Isotopic analysis of specimens from the Lake Turkana Basin suggests a high consumption of C4 plants. For specimens from Olduvai Gorge in Tanzania, dental microwear suggests a mixed feeding diet (including both browse and grass), while mesowear suggests a largely grazing diet. The elevated orbits have led to suggestions of a more aquatic lifestyle than H. amphibius, though its robust limbs indicate that it was probably capable of moving efficiently on land, like H. amphibius.
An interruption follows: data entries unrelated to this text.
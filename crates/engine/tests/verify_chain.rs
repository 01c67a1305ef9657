//! End-to-end verification scenarios over a real store: genesis loading,
//! chain extension, reorgs, state-root mismatches and executed transfers.

use alloy_primitives::{keccak256, Address, Bytes, B256, B64, U256};
use alloy_trie::{
    root::{ordered_trie_root_with_encoder, state_root_unhashed},
    TrieAccount, EMPTY_ROOT_HASH,
};
use corten_chainspec::{ChainConfig, GenesisAccount, GenesisSpec, SealEngineType};
use corten_engine::{ExecutionEngine, VerificationResult};
use corten_primitives::{
    Block, BlockBody, BlockHeader, Receipt, Transaction, TxType, EMPTY_LIST_HASH, EMPTY_ROOT,
};
use corten_stages::TransferEvm;
use corten_storage::{initialize_genesis, read_chain_config, StateProvider, Store};
use k256::ecdsa::SigningKey;
use std::collections::BTreeMap;
use std::sync::{atomic::AtomicBool, Arc};
use tempfile::TempDir;

const GAS_LIMIT: u64 = 30_000_000;
const BENEFICIARY: Address = Address::repeat_byte(0xee);

fn test_config() -> ChainConfig {
    ChainConfig {
        chain_id: 1337,
        seal_engine: SealEngineType::NoProof,
        homestead_block: Some(0),
        tangerine_whistle_block: Some(0),
        spurious_dragon_block: Some(0),
        byzantium_block: Some(0),
        constantinople_block: Some(0),
        petersburg_block: Some(0),
        istanbul_block: Some(0),
        berlin_block: Some(0),
        terminal_total_difficulty: Some(U256::ZERO),
        merge_netsplit_block: Some(0),
        ..Default::default()
    }
}

fn test_genesis(alloc: BTreeMap<Address, GenesisAccount>) -> GenesisSpec {
    GenesisSpec {
        config: test_config(),
        nonce: B64::ZERO,
        timestamp: 0,
        extra_data: Bytes::new(),
        gas_limit: GAS_LIMIT,
        difficulty: U256::ZERO,
        mix_hash: B256::ZERO,
        beneficiary: Address::ZERO,
        state_root: None,
        alloc,
    }
}

fn open_store(alloc: BTreeMap<Address, GenesisAccount>) -> (TempDir, Store, BlockHeader) {
    let dir = TempDir::new().unwrap();
    let store = Store::open(dir.path()).unwrap();
    let spec = test_genesis(alloc);
    let genesis_header = spec.header();
    let batch = store.begin_rw().unwrap();
    initialize_genesis(batch.tx(), &spec).unwrap();
    batch.commit_and_stop().unwrap();
    (dir, store, genesis_header)
}

fn engine_over<'db>(store: &'db Store) -> ExecutionEngine<'db> {
    ExecutionEngine::new(store, test_config(), TransferEvm, Arc::new(AtomicBool::new(false)))
        .unwrap()
}

/// An empty block on top of `parent`; `tag` varies the hash between
/// siblings.
fn empty_block(parent: &BlockHeader, tag: u8) -> Block {
    Block {
        header: BlockHeader {
            parent_hash: parent.hash(),
            ommers_hash: EMPTY_LIST_HASH,
            beneficiary: BENEFICIARY,
            state_root: parent.state_root,
            transactions_root: EMPTY_ROOT,
            receipts_root: EMPTY_ROOT,
            number: parent.number + 1,
            gas_limit: GAS_LIMIT,
            timestamp: parent.timestamp + 12,
            extra_data: Bytes::from(vec![tag]),
            ..Default::default()
        },
        body: BlockBody::default(),
    }
}

fn expected_state_root(accounts: &BTreeMap<Address, (u64, U256)>) -> B256 {
    state_root_unhashed(accounts.iter().map(|(address, (nonce, balance))| {
        (
            *address,
            TrieAccount {
                nonce: *nonce,
                balance: *balance,
                storage_root: EMPTY_ROOT_HASH,
                code_hash: alloy_trie::KECCAK_EMPTY,
            },
        )
    }))
}

#[test]
fn known_network_genesis_records() {
    for (chain_id, expected_hash) in [
        (1u64, corten_chainspec::MAINNET_GENESIS_HASH),
        (5, corten_chainspec::GOERLI_GENESIS_HASH),
        (11_155_111, corten_chainspec::SEPOLIA_GENESIS_HASH),
    ] {
        let dir = TempDir::new().unwrap();
        let store = Store::open(dir.path()).unwrap();
        let spec = corten_chainspec::genesis_spec_for_chain(chain_id).unwrap();
        let batch = store.begin_rw().unwrap();
        initialize_genesis(batch.tx(), &spec).unwrap();

        let config = read_chain_config(batch.tx()).unwrap().unwrap();
        assert_eq!(config.chain_id, chain_id);
        batch.commit_and_stop().unwrap();

        let tx = store.ro_tx().unwrap();
        let canonical = corten_storage::ChainProvider::new(&tx);
        assert_eq!(canonical.read_canonical_hash(0).unwrap(), Some(expected_hash));
    }

    // sepolia's merge parameters ride along in the stored config
    let (_, sepolia) = corten_chainspec::known_chain_by_id(11_155_111).unwrap();
    assert_eq!(sepolia.terminal_total_difficulty, Some(U256::from(17_000_000_000_000_000u64)));
    assert_eq!(sepolia.merge_netsplit_block, Some(1_735_371));
}

#[test]
fn verify_chain_extends_canonical_head() {
    let (_dir, store, genesis) = open_store(BTreeMap::new());
    let mut engine = engine_over(&store);

    let block1 = empty_block(&genesis, 1);
    let block2 = empty_block(&block1.header, 1);
    engine.insert_block(&block1).unwrap();
    engine.insert_block(&block2).unwrap();

    let result = engine.verify_chain(block2.header.hash()).unwrap();
    assert_eq!(result, VerificationResult::ValidChain { number: 2 });
    assert_eq!(engine.get_canonical_hash(1).unwrap(), Some(block1.header.hash()));
    assert_eq!(engine.get_canonical_hash(2).unwrap(), Some(block2.header.hash()));

    assert!(engine.notify_fork_choice_update(block2.header.hash()).unwrap());
    assert_eq!(engine.last_fork_choice().number, 2);

    // total difficulty accumulated along the way (zero difficulty chain)
    assert_eq!(
        engine.get_header_td(2, block2.header.hash()).unwrap(),
        Some(U256::ZERO)
    );
    assert_eq!(engine.get_block_progress().unwrap(), 2);
    assert_eq!(engine.get_canonical_head().unwrap().number, 2);
}

#[test]
fn reorg_rewrites_the_canonical_mapping() {
    let (_dir, store, genesis) = open_store(BTreeMap::new());
    let mut engine = engine_over(&store);

    // P at height 1; A and B compete at height 2
    let block_p = empty_block(&genesis, 0);
    let block_a = empty_block(&block_p.header, 0xaa);
    let block_b = empty_block(&block_p.header, 0xbb);
    assert_ne!(block_a.header.hash(), block_b.header.hash());

    engine.insert_block(&block_p).unwrap();
    engine.insert_block(&block_a).unwrap();
    let result = engine.verify_chain(block_a.header.hash()).unwrap();
    assert_eq!(result, VerificationResult::ValidChain { number: 2 });
    assert!(engine.notify_fork_choice_update(block_a.header.hash()).unwrap());

    engine.insert_block(&block_b).unwrap();
    let result = engine.verify_chain(block_b.header.hash()).unwrap();
    assert_eq!(result, VerificationResult::ValidChain { number: 2 });

    assert_eq!(engine.get_canonical_hash(2).unwrap(), Some(block_b.header.hash()));
    assert_eq!(engine.get_canonical_hash(1).unwrap(), Some(block_p.header.hash()));
    // the displaced sibling forks at height 1
    assert_eq!(engine.find_forking_point(block_a.header.hash()).unwrap(), 1);

    assert!(engine.notify_fork_choice_update(block_b.header.hash()).unwrap());
    assert_eq!(engine.last_fork_choice().hash, block_b.header.hash());
}

#[test]
fn wrong_state_root_reports_invalid_chain() {
    let (_dir, store, genesis) = open_store(BTreeMap::new());
    let mut engine = engine_over(&store);

    let block1 = empty_block(&genesis, 0);
    engine.insert_block(&block1).unwrap();
    assert_eq!(
        engine.verify_chain(block1.header.hash()).unwrap(),
        VerificationResult::ValidChain { number: 1 }
    );
    assert!(engine.notify_fork_choice_update(block1.header.hash()).unwrap());

    // a block advertising a root nothing can produce
    let mut block2 = empty_block(&block1.header, 0);
    block2.header.state_root = B256::repeat_byte(0x66);
    engine.insert_block(&block2).unwrap();

    let result = engine.verify_chain(block2.header.hash()).unwrap();
    match result {
        VerificationResult::InvalidChain { unwind_point, unwind_head, bad_block, bad_headers } => {
            // segment (1, 2] bisects to its lower half
            assert_eq!(unwind_point, 1);
            assert_eq!(unwind_head, block1.header.hash());
            assert_eq!(bad_block, Some(block2.header.hash()));
            assert!(bad_headers.contains(&block2.header.hash()));
        }
        other => panic!("expected InvalidChain, got {other:?}"),
    }

    // the engine recovers: fork choice back to the valid head re-verifies
    // (unwind then forward) without panicking
    assert!(engine.notify_fork_choice_update(block1.header.hash()).unwrap());
    assert_eq!(engine.get_canonical_head().unwrap().hash, block1.header.hash());
}

/// Builds a signed legacy transfer and the address it spends from.
fn signed_transfer(
    key_byte: u8,
    nonce: u64,
    to: Address,
    value: u64,
    chain_id: u64,
) -> (Transaction, Address) {
    let signing_key = SigningKey::from_bytes(&[key_byte; 32].into()).unwrap();
    let verifying_key = signing_key.verifying_key();
    let uncompressed = verifying_key.to_encoded_point(false);
    let sender = Address::from_slice(&keccak256(&uncompressed.as_bytes()[1..])[12..]);

    let mut txn = Transaction {
        tx_type: TxType::Legacy,
        nonce,
        max_priority_fee_per_gas: U256::from(1u64),
        max_fee_per_gas: U256::from(1u64),
        gas_limit: 21_000,
        to: Some(to),
        value: U256::from(value),
        chain_id: Some(chain_id),
        ..Default::default()
    };

    let sighash = txn.signing_hash();
    let (mut signature, mut recovery_id) =
        signing_key.sign_prehash_recoverable(sighash.as_slice()).unwrap();
    if let Some(normalized) = signature.normalize_s() {
        signature = normalized;
        recovery_id = k256::ecdsa::RecoveryId::from_byte(recovery_id.to_byte() ^ 1).unwrap();
    }
    txn.r = U256::from_be_slice(&signature.r().to_bytes());
    txn.s = U256::from_be_slice(&signature.s().to_bytes());
    txn.odd_y_parity = recovery_id.is_y_odd();
    assert_eq!(txn.recover_sender(), Some(sender));
    (txn, sender)
}

#[test]
fn executed_transfers_move_the_state_root() {
    let recipient = Address::repeat_byte(0x77);
    let value = 12_345u64;
    let (txn, sender) = signed_transfer(0x11, 0, recipient, value, 1337);

    let endowment = U256::from(10u64).pow(U256::from(18u64));
    let mut alloc = BTreeMap::new();
    alloc.insert(sender, GenesisAccount { balance: endowment, ..Default::default() });
    let (_dir, store, genesis) = open_store(alloc);
    let mut engine = engine_over(&store);

    // post-block world: sender pays value + gas at one wei per gas, the
    // producer keeps the tip
    let gas = U256::from(21_000u64);
    let mut world = BTreeMap::new();
    world.insert(sender, (1u64, endowment - U256::from(value) - gas));
    world.insert(recipient, (0u64, U256::from(value)));
    world.insert(BENEFICIARY, (0u64, gas));

    let receipts = vec![Receipt {
        tx_type: TxType::Legacy,
        success: true,
        cumulative_gas_used: 21_000,
        ..Default::default()
    }];
    let block = Block {
        header: BlockHeader {
            parent_hash: genesis.hash(),
            ommers_hash: EMPTY_LIST_HASH,
            beneficiary: BENEFICIARY,
            state_root: expected_state_root(&world),
            transactions_root: ordered_trie_root_with_encoder(
                std::slice::from_ref(&txn),
                |item: &Transaction, buf| item.encode_with(buf, false, false),
            ),
            receipts_root: ordered_trie_root_with_encoder(
                &receipts,
                |receipt: &Receipt, buf| receipt.encode_for_root(buf),
            ),
            number: 1,
            gas_limit: GAS_LIMIT,
            gas_used: 21_000,
            timestamp: 12,
            ..Default::default()
        },
        body: BlockBody { transactions: vec![txn], ..Default::default() },
    };

    engine.insert_block(&block).unwrap();
    assert_eq!(
        engine.verify_chain(block.header.hash()).unwrap(),
        VerificationResult::ValidChain { number: 1 }
    );
    assert!(engine.notify_fork_choice_update(block.header.hash()).unwrap());

    // committed state is visible to fresh readers
    let tx = store.ro_tx().unwrap();
    let state = StateProvider::new(&tx);
    let sender_account = state.read_account(sender).unwrap().unwrap();
    assert_eq!(sender_account.nonce, 1);
    assert_eq!(sender_account.balance, endowment - U256::from(value) - gas);
    assert_eq!(
        state.read_account(recipient).unwrap().unwrap().balance,
        U256::from(value)
    );
    // the pre-block view survives in history
    assert_eq!(
        state.read_account_at(sender, 0).unwrap().unwrap().balance,
        endowment
    );
}

#[test]
fn invalid_block_names_the_culprit() {
    let (_dir, store, genesis) = open_store(BTreeMap::new());
    let mut engine = engine_over(&store);

    let block1 = empty_block(&genesis, 0);
    // gas used without any transactions contradicts the (empty) receipts
    let mut block2 = empty_block(&block1.header, 0);
    block2.header.gas_used = 40_000;

    engine.insert_block(&block1).unwrap();
    engine.insert_block(&block2).unwrap();

    match engine.verify_chain(block2.header.hash()).unwrap() {
        VerificationResult::InvalidChain { unwind_point, bad_block, .. } => {
            assert_eq!(unwind_point, 1);
            assert_eq!(bad_block, Some(block2.header.hash()));
        }
        other => panic!("expected InvalidChain, got {other:?}"),
    }
}

#[test]
fn extends_last_fork_choice_walks_parent_links() {
    let (_dir, store, genesis) = open_store(BTreeMap::new());
    let mut engine = engine_over(&store);

    let block1 = empty_block(&genesis, 0);
    let block2 = empty_block(&block1.header, 0);
    engine.insert_block(&block1).unwrap();
    engine.insert_block(&block2).unwrap();
    engine.verify_chain(block1.header.hash()).unwrap();
    assert!(engine.notify_fork_choice_update(block1.header.hash()).unwrap());

    assert!(engine
        .extends_last_fork_choice(2, block2.header.hash())
        .unwrap());
    let stranger = empty_block(&genesis, 9);
    engine.insert_block(&stranger).unwrap();
    assert!(!engine
        .extends_last_fork_choice(1, stranger.header.hash())
        .unwrap());
}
== Relationship with humans ==
Remains with cut or fracture marks from sites across Africa from the Early Pleistocene indicate that H. gorgops was butchered by archaic humans. These include El-Kherba in Algeria, dating to around 1.8 million years ago (mya), Kilombe caldera in Kenya, dating to around 1.76 mya, and the Buia site in Eritrea dating to the late Early Pleistocene, around 1 mya. Often at these sites tools from the Oldowan industry are present. At Kilombe and Buia, it is unclear whether the hippos were hunted or scavenged. It is unlikely that healthy adult individuals were hunted, as with living hippopotamuses, they were likely dangerous.

At the T69 Complex in Olduvai Gorge, Tanzania, dating to around 1.5 million years ago, archaic humans using Acheulean tools knapped Hippopotamus cf. gorgops bones along with those of the large elephant Elephas cf. recki to create bone tools. As of 2025, these are currently the oldest known bone tools.